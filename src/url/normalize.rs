use crate::{UrlError, UrlResult};
use url::Url;

/// Parses a seed URL supplied by the caller
///
/// Seeds must be absolute http(s) URLs with a host. The fragment is dropped
/// so that a seed and a discovered link to the same page share one key.
pub fn parse_seed(raw: &str) -> UrlResult<Url> {
    let mut url = Url::parse(raw.trim()).map_err(|e| UrlError::Parse {
        url: raw.to_string(),
        message: e.to_string(),
    })?;

    if url.scheme() != "http" && url.scheme() != "https" {
        return Err(UrlError::InvalidScheme(format!(
            "only http and https seeds are supported, got '{}'",
            url.scheme()
        )));
    }

    if url.host_str().map_or(true, str::is_empty) {
        return Err(UrlError::MissingDomain(raw.to_string()));
    }

    url.set_fragment(None);
    Ok(url)
}

/// Resolves an href against a base URL into a crawlable absolute URL
///
/// Returns `None` for non-navigable targets (`mailto:`, `javascript:`,
/// `tel:`, `data:`), same-page anchors, unparseable hrefs and anything that
/// is not http(s) after resolution. The fragment is always stripped.
pub fn resolve_link(href: &str, base: &Url) -> Option<Url> {
    let href = href.trim();

    if href.is_empty() || href.starts_with('#') {
        return None;
    }

    let lower = href.to_ascii_lowercase();
    if ["javascript:", "mailto:", "tel:", "data:"]
        .iter()
        .any(|scheme| lower.starts_with(scheme))
    {
        return None;
    }

    let mut url = base.join(href).ok()?;
    if url.scheme() != "http" && url.scheme() != "https" {
        return None;
    }

    url.set_fragment(None);
    Some(url)
}
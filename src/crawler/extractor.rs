//! Main-content extraction
//!
//! Turns an HTML page into a title and readable body text. Page chrome
//! (navigation, headers, footers, sidebars, forms, scripts) and tabular data
//! are dropped, and text blocks that are mostly link text are discarded.

use scraper::{ElementRef, Html, Selector};
use url::Url;

/// Candidate main-content roots, most specific first
const CONTENT_ROOTS: &[&str] = &[
    "article",
    "main",
    "[role=\"main\"]",
    "#mw-content-text",
    "#content",
    "body",
];

/// Elements whose whole subtree never contributes text
const SKIPPED_TAGS: &[&str] = &[
    "script", "style", "noscript", "template", "nav", "header", "footer", "aside", "form",
    "button", "iframe", "svg", "table", "select", "textarea",
];

/// Class or id fragments that mark page chrome
const CHROME_MARKERS: &[&str] = &[
    "navbox",
    "sidebar",
    "menu",
    "cookie",
    "breadcrumb",
    "footer",
    "banner",
];

/// Elements that start a new text block
const BLOCK_TAGS: &[&str] = &[
    "p", "div", "section", "article", "main", "li", "ul", "ol", "dl", "dt", "dd", "h1", "h2",
    "h3", "h4", "h5", "h6", "blockquote", "pre", "figure", "figcaption", "details", "summary",
    "address", "hr", "body",
];

/// Title and body text extracted from a page
#[derive(Debug, Clone, PartialEq, Eq)]
pub struct Extracted {
    pub title: String,
    pub text: String,
}

/// Extracts the title and main text of an HTML page
///
/// Returns `None` when no text survives boilerplate removal. The title falls
/// back to the page URL when the document has no non-empty `<title>`.
///
/// # Example
///
/// ```
/// use scholar_crawl::crawler::extract;
/// use url::Url;
///
/// let html = r#"<html><head><title> Limits </title></head>
///   <body><nav>Home | About</nav><p>A limit describes a value a function approaches.</p></body></html>"#;
/// let url = Url::parse("https://example.org/limits").unwrap();
/// let page = extract(html, &url).unwrap();
/// assert_eq!(page.title, "Limits");
/// assert_eq!(page.text, "A limit describes a value a function approaches.");
/// ```
pub fn extract(html: &str, url: &Url) -> Option<Extracted> {
    let document = Html::parse_document(html);

    let root = find_content_root(&document)?;
    let mut blocks = BlockCollector::default();
    blocks.walk(root, false);
    blocks.flush();

    if blocks.blocks.is_empty() {
        return None;
    }

    let title = extract_title(&document).unwrap_or_else(|| url.to_string());

    Some(Extracted {
        title,
        text: blocks.blocks.join("\n"),
    })
}

fn find_content_root(document: &Html) -> Option<ElementRef<'_>> {
    CONTENT_ROOTS
        .iter()
        .filter_map(|css| Selector::parse(css).ok())
        .find_map(|selector| document.select(&selector).next())
        .or_else(|| Some(document.root_element()))
}

fn extract_title(document: &Html) -> Option<String> {
    let title_selector = Selector::parse("title").ok()?;

    document
        .select(&title_selector)
        .next()
        .map(|element| element.text().collect::<String>().trim().to_string())
        .filter(|s| !s.is_empty())
}

/// Returns true if the element's class or id names page chrome
fn is_chrome(element: &ElementRef<'_>) -> bool {
    let value = element.value();
    let names = [value.attr("class"), value.id()];

    names.into_iter().flatten().any(|name| {
        let name = name.to_ascii_lowercase();
        CHROME_MARKERS.iter().any(|marker| name.contains(marker))
    })
}

/// Accumulates text into blocks while walking the DOM
#[derive(Default)]
struct BlockCollector {
    blocks: Vec<String>,
    current: String,
    link_text: String,
}

impl BlockCollector {
    fn walk(&mut self, element: ElementRef<'_>, in_link: bool) {
        for child in element.children() {
            if let Some(child_element) = ElementRef::wrap(child) {
                let name = child_element.value().name();

                if SKIPPED_TAGS.contains(&name) || is_chrome(&child_element) {
                    continue;
                }

                if name == "br" {
                    self.current.push(' ');
                    continue;
                }

                let is_block = BLOCK_TAGS.contains(&name);
                if is_block {
                    self.flush();
                }

                self.walk(child_element, in_link || name == "a");

                if is_block {
                    self.flush();
                }
            } else if let Some(text) = child.value().as_text() {
                self.current.push_str(text);
                if in_link {
                    self.link_text.push(' ');
                    self.link_text.push_str(text);
                }
            }
            // Comments, doctypes and processing instructions carry no text
        }
    }

    /// Closes the current block, keeping it unless links dominate it
    fn flush(&mut self) {
        let block = collapse_whitespace(&self.current);
        let link_chars = count_visible(&self.link_text);
        let block_chars = count_visible(&block);

        if block_chars > 0 && link_chars * 2 <= block_chars {
            self.blocks.push(block);
        }

        self.current.clear();
        self.link_text.clear();
    }
}

fn collapse_whitespace(text: &str) -> String {
    text.split_whitespace().collect::<Vec<_>>().join(" ")
}

fn count_visible(text: &str) -> usize {
    text.chars().filter(|c| !c.is_whitespace()).count()
}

^^^^

When a line in the material above contains the word "javascript", copy that line out.

/// Returns `None` for non-navigable targets (`mailto:`, `javascript:`,
    if ["javascript:", "mailto:", "tel:", "data:"]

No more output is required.